Grandet regarda sa fille sans trouver un mot à dire. Il était un peu père, lui. Après avoir fait un ou deux tours dans la salle, il monta promptement à son cabinet pour y méditer un placement dans les fonds publics. Ses deux mille arpents de forêt coupés à blanc lui avaient donné six cent mille francs; en joignant à cette somme l'argent de ses peupliers, ses revenus de l'année dernière et de l'année courante, outre les deux cent mille francs du marché qu'il venait de conclure, il pouvait faire une masse de neuf cent mille francs. Les vingt pour cent à gagner en peu de temps sur les rentes, qui étaient à 80 francs, le tentaient. Il chiffra sa spéculation sur le journal où la mort de son frère était annoncée, en entendant, sans les écouter, les gémissements de son neveu. Nanon vint cogner au mur pour inviter son maître à descendre: le dîner était servi. Sous la voûte et à la dernière marche de l'escalier, Grandet disait en lui-même:
—Puisque je toucherai mes intérêts à huit, je ferai cette affaire. En deux ans, j'aurai quinze cent mille francs que je retirerai de Paris en bon or.

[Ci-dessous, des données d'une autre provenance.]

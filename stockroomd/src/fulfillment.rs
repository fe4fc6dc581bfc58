//! Fulfillment service: the two entry points behind the warehouse API.
//!
//! `submit` runs the workflow in a unit of work owned by this process.
//! `submit_via_procedure` hands the whole operation to the store's
//! `add_product_to_warehouse` procedure.

use std::sync::Arc;

use tracing::{error, info, warn};

use stockroom_domain::{Fulfillment, FulfillmentRequest, MovementId};
use stockroom_store::{fulfil_atomically, Store, StoreError};

use crate::error::{DaemonError, DaemonResult};

/// Records fulfillments against a store.
pub struct FulfillmentService<S: Store + ?Sized> {
    store: Arc<S>,
}

impl<S: Store + ?Sized> FulfillmentService<S> {
    /// Create a new service over the given store.
    pub fn new(store: Arc<S>) -> Self {
        Self { store }
    }

    /// Validate the request, then fulfil the oldest matching order.
    ///
    /// Returns the id of the new inventory movement.
    pub async fn submit(&self, request: &FulfillmentRequest) -> DaemonResult<MovementId> {
        let fulfillment = Self::validate(request)?;

        match fulfil_atomically(self.store.as_ref(), &fulfillment).await {
            Ok(movement) => {
                info!(
                    movement_id = movement.id,
                    order_id = movement.order_id,
                    product_id = %movement.product_id,
                    warehouse_id = %movement.warehouse_id,
                    price = %movement.price,
                    "Order fulfilled"
                );
                Ok(movement.id)
            },
            Err(e) => Err(Self::report(e.into(), &fulfillment)),
        }
    }

    /// Validate the request, then delegate to the stored procedure.
    pub async fn submit_via_procedure(
        &self,
        request: &FulfillmentRequest,
    ) -> DaemonResult<MovementId> {
        let fulfillment = Self::validate(request)?;

        let outcome = match self.store.add_product_to_warehouse(&fulfillment).await {
            Ok(Some(id)) => Ok(id),
            Ok(None) => Err(DaemonError::InsertFailed(
                "procedure returned no id".to_string(),
            )),
            Err(StoreError::Raised(message)) => Err(DaemonError::ProcedureRejected(message)),
            Err(e) => Err(DaemonError::Store(e)),
        };

        match outcome {
            Ok(id) => {
                info!(
                    movement_id = id,
                    product_id = %fulfillment.product_id,
                    warehouse_id = %fulfillment.warehouse_id,
                    "Order fulfilled via procedure"
                );
                Ok(id)
            },
            Err(e) => Err(Self::report(e, &fulfillment)),
        }
    }

    /// Check that the store is reachable.
    pub async fn ping(&self) -> DaemonResult<()> {
        self.store.ping().await?;
        Ok(())
    }

    fn validate(request: &FulfillmentRequest) -> DaemonResult<Fulfillment> {
        request.validate().map_err(|e| {
            warn!(error = %e, "Rejected invalid fulfillment request");
            DaemonError::from(e)
        })
    }

    fn report(err: DaemonError, fulfillment: &Fulfillment) -> DaemonError {
        match &err {
            DaemonError::Rejected(_) | DaemonError::ProcedureRejected(_) => warn!(
                product_id = %fulfillment.product_id,
                warehouse_id = %fulfillment.warehouse_id,
                amount = %fulfillment.amount,
                reason = %err,
                "Fulfillment rejected"
            ),
            _ => error!(
                product_id = %fulfillment.product_id,
                warehouse_id = %fulfillment.warehouse_id,
                error = %err,
                "Fulfillment failed"
            ),
        }
        err
    }
}

// =============================================================================
// Tests
// =============================================================================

—Eh! bien, où donc est mon neveu?
—Il dit qu'il ne veut pas manger, répondit Nanon. Ca n'est pas sain.
—Autant d'économisé, lui répliqua son maître.
—Dame, voui, dit-elle.
—Bah! il ne pleurera pas toujours. La faim chasse le loup hors du bois.
Le dîner fut étrangement silencieux.
—Mon bon ami, dit madame Grandet lorsque la nappe fut ôtée, il faut que nous prenions le deuil.
—En vérité, madame Grandet, vous ne savez quoi vous inventer pour dépenser de l'argent. Le deuil est dans le coeur et non dans les habits.